(Saved entries)
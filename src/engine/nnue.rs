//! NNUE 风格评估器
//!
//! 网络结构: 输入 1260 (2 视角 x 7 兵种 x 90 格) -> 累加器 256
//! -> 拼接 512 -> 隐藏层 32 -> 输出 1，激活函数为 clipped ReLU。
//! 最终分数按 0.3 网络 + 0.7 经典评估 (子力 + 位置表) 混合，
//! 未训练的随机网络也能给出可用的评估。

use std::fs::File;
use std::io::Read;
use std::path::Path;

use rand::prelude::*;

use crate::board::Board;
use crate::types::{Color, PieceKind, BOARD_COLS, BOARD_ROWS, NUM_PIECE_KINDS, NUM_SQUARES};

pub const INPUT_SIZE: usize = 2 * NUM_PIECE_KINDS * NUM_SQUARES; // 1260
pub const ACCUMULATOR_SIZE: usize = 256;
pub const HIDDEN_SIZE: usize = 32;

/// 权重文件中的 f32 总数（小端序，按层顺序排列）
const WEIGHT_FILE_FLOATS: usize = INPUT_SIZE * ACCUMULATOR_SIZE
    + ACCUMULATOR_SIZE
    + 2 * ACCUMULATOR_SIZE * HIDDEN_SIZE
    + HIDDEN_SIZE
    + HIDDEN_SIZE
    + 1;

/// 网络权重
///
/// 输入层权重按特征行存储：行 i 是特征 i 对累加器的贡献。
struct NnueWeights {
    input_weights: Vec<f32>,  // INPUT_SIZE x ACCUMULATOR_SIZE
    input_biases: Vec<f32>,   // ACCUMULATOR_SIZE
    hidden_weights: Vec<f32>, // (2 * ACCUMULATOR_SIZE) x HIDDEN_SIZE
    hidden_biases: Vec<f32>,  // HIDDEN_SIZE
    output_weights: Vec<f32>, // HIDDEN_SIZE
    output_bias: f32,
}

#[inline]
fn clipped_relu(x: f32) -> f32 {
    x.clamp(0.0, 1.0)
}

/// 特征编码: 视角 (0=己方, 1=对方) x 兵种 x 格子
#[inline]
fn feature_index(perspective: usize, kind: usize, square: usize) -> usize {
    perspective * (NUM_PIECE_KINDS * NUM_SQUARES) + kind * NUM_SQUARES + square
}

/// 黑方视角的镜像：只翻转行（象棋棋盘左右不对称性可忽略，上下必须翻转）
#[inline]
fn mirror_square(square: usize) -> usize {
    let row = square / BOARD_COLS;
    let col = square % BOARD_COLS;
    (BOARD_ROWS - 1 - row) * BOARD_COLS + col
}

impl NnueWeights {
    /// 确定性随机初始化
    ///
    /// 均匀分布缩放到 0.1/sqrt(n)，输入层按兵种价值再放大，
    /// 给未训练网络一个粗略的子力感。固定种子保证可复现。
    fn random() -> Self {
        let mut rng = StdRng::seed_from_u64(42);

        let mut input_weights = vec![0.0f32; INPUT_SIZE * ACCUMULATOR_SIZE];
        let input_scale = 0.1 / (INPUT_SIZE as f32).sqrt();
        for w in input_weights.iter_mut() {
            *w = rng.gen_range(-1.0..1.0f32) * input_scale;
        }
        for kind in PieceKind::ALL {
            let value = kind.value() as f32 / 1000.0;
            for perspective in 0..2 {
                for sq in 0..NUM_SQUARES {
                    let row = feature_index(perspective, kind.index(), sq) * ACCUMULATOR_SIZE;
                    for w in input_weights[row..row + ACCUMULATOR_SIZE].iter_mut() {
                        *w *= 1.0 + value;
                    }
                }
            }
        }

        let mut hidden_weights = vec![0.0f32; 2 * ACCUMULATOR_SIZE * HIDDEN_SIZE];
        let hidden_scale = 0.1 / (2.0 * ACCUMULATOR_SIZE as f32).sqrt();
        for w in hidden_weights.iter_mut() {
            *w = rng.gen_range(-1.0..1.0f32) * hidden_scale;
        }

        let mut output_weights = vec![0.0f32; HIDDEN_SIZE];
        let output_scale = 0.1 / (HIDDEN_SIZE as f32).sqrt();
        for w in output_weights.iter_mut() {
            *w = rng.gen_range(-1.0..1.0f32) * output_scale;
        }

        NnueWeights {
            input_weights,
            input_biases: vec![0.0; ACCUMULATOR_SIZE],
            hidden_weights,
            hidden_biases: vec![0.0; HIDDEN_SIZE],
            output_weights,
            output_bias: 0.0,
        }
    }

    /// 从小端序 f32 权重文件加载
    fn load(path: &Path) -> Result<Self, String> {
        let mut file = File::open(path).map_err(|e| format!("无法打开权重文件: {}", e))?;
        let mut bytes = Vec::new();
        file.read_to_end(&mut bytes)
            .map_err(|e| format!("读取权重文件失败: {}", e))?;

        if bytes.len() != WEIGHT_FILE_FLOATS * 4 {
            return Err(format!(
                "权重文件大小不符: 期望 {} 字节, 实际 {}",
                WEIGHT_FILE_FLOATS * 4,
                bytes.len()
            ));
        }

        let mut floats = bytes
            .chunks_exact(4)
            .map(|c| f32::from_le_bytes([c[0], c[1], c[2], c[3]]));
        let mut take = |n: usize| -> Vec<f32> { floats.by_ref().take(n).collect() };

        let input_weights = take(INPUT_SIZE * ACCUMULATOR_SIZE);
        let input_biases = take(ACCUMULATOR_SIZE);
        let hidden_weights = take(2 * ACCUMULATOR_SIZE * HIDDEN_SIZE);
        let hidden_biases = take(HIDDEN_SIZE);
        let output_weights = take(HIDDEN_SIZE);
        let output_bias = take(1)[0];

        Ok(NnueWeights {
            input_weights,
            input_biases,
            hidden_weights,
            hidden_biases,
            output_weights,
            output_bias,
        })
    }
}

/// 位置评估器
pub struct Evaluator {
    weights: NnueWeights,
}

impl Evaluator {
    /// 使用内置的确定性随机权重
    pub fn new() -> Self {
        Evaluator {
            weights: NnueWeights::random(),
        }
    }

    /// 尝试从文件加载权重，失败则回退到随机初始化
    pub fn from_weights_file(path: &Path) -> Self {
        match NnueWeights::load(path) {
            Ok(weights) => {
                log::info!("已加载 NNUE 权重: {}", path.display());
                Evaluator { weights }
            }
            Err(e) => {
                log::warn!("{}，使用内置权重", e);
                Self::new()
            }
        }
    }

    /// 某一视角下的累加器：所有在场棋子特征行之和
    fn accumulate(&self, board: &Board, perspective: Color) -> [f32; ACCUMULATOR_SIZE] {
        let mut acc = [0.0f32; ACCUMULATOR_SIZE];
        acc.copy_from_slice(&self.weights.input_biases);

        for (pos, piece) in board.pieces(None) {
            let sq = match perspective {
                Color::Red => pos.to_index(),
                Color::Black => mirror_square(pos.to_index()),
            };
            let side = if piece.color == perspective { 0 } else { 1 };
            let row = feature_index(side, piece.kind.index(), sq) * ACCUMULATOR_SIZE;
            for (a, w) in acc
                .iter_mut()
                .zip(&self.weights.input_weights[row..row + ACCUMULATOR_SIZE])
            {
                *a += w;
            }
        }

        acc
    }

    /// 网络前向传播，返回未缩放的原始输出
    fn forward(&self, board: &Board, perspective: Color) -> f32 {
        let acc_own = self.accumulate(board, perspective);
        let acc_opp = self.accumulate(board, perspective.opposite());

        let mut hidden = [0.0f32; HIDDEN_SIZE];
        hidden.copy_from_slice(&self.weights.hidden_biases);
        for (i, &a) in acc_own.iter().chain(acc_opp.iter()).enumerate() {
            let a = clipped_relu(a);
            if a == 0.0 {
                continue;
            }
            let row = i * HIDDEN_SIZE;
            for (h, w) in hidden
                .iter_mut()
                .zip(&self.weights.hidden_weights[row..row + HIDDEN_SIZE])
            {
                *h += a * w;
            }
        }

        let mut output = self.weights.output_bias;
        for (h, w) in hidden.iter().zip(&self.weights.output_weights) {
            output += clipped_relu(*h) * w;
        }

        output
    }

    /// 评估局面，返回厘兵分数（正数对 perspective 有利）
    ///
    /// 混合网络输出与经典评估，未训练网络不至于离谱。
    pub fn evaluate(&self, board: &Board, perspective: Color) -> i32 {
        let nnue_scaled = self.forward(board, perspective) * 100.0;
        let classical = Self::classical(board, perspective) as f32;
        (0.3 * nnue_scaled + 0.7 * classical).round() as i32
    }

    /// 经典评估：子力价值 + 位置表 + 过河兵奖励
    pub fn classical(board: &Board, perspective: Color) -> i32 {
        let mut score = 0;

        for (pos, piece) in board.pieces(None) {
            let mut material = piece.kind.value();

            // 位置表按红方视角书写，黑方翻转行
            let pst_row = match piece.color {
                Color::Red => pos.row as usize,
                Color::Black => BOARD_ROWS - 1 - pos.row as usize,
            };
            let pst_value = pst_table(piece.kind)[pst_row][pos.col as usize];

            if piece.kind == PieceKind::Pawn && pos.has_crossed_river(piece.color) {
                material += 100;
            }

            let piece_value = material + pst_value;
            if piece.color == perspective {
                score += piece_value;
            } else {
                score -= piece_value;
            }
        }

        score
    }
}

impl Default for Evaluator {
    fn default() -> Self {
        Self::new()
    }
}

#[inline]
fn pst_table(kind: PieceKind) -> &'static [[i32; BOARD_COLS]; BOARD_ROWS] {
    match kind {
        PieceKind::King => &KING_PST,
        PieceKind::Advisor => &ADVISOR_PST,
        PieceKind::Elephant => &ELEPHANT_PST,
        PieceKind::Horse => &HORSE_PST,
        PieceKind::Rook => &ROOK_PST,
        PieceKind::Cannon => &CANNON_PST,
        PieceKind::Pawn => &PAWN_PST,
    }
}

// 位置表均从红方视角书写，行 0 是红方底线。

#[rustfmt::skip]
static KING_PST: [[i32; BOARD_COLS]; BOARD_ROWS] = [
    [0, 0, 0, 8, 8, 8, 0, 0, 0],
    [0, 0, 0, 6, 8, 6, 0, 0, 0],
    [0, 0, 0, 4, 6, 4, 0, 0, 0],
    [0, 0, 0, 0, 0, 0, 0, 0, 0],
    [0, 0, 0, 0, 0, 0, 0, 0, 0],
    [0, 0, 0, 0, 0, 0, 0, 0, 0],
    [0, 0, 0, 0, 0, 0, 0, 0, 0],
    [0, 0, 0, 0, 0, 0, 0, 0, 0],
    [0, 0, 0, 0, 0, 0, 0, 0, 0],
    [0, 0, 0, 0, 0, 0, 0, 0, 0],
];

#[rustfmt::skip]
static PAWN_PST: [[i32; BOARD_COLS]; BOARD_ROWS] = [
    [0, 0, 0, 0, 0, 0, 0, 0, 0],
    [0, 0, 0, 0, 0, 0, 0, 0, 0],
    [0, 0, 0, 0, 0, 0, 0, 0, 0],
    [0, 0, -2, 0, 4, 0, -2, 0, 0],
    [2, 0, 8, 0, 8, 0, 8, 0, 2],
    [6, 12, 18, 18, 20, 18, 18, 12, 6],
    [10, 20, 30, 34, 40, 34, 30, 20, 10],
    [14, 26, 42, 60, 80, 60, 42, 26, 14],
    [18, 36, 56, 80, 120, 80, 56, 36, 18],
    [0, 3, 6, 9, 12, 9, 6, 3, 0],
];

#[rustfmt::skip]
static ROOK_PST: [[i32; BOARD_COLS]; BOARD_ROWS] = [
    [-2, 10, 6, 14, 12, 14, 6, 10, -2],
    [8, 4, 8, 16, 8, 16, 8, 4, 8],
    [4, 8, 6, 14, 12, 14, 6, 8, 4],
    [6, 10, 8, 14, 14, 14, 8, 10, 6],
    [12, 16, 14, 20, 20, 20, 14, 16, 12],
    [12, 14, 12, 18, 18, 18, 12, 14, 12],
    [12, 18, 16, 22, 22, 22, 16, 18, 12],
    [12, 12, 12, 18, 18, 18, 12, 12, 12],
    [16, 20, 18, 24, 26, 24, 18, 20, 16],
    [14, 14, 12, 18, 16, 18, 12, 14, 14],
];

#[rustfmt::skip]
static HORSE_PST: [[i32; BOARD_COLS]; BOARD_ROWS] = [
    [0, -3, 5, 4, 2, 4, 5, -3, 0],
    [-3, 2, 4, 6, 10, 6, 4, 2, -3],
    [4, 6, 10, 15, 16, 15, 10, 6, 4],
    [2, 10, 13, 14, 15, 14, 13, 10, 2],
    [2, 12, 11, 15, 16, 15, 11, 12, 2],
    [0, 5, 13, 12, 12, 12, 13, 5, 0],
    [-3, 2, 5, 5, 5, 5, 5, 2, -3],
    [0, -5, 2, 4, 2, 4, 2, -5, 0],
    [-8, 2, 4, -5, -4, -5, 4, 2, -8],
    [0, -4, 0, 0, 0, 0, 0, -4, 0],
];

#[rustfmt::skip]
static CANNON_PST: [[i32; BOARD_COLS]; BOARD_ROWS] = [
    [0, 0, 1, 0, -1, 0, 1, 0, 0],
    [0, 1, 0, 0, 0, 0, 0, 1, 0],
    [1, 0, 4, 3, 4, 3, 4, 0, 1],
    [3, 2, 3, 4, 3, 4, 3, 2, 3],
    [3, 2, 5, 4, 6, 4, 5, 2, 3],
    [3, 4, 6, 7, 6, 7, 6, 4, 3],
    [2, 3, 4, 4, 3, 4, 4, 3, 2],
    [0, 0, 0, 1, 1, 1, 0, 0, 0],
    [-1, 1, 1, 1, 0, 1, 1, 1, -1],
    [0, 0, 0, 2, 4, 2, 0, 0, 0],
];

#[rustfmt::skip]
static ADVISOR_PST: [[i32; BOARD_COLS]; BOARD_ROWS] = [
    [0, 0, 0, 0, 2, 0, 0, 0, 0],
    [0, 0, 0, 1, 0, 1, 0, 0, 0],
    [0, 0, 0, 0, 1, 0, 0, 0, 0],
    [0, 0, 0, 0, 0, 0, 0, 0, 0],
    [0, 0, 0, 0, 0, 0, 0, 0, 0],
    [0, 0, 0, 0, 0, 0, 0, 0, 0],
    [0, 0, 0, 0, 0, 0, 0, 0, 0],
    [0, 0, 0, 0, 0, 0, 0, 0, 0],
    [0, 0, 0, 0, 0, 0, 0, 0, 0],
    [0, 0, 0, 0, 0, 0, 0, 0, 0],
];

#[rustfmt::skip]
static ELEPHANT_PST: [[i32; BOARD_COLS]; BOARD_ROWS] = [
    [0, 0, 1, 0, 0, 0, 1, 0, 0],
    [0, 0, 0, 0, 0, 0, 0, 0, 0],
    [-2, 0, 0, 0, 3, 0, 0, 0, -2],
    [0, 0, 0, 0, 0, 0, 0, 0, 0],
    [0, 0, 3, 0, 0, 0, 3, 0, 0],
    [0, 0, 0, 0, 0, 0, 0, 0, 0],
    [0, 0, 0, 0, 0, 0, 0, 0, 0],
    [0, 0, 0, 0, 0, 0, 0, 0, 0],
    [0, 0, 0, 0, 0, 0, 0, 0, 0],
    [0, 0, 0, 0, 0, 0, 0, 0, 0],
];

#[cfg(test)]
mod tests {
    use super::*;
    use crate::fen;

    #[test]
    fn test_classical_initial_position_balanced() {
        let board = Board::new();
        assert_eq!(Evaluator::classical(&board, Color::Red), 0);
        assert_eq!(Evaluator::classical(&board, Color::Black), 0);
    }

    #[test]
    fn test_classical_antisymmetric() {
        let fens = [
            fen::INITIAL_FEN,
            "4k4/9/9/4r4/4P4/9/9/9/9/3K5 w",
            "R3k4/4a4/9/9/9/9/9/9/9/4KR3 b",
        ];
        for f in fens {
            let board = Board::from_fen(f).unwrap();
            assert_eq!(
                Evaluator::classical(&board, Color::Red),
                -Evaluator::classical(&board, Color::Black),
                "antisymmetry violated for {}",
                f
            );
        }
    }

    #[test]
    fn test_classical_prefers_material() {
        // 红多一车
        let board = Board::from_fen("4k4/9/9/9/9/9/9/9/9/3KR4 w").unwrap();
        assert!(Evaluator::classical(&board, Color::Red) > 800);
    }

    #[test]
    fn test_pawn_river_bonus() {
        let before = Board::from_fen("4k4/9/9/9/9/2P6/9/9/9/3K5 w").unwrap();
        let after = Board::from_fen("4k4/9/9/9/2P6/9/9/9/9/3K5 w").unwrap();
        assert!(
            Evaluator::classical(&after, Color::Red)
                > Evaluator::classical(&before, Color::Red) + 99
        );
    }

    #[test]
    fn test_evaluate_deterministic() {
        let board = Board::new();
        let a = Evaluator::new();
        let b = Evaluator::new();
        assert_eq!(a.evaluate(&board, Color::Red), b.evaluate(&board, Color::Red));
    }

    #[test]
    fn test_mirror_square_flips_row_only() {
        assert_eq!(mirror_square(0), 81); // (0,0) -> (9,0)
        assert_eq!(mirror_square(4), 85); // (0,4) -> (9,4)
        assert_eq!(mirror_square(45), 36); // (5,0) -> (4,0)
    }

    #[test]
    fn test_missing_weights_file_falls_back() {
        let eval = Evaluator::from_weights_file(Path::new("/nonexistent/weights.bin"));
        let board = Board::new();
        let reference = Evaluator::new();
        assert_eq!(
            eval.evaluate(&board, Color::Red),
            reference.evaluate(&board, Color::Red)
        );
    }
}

Work item> Once every line above has been checked for the string "side", give the number of matching lines and nothing more.

Task answer> 2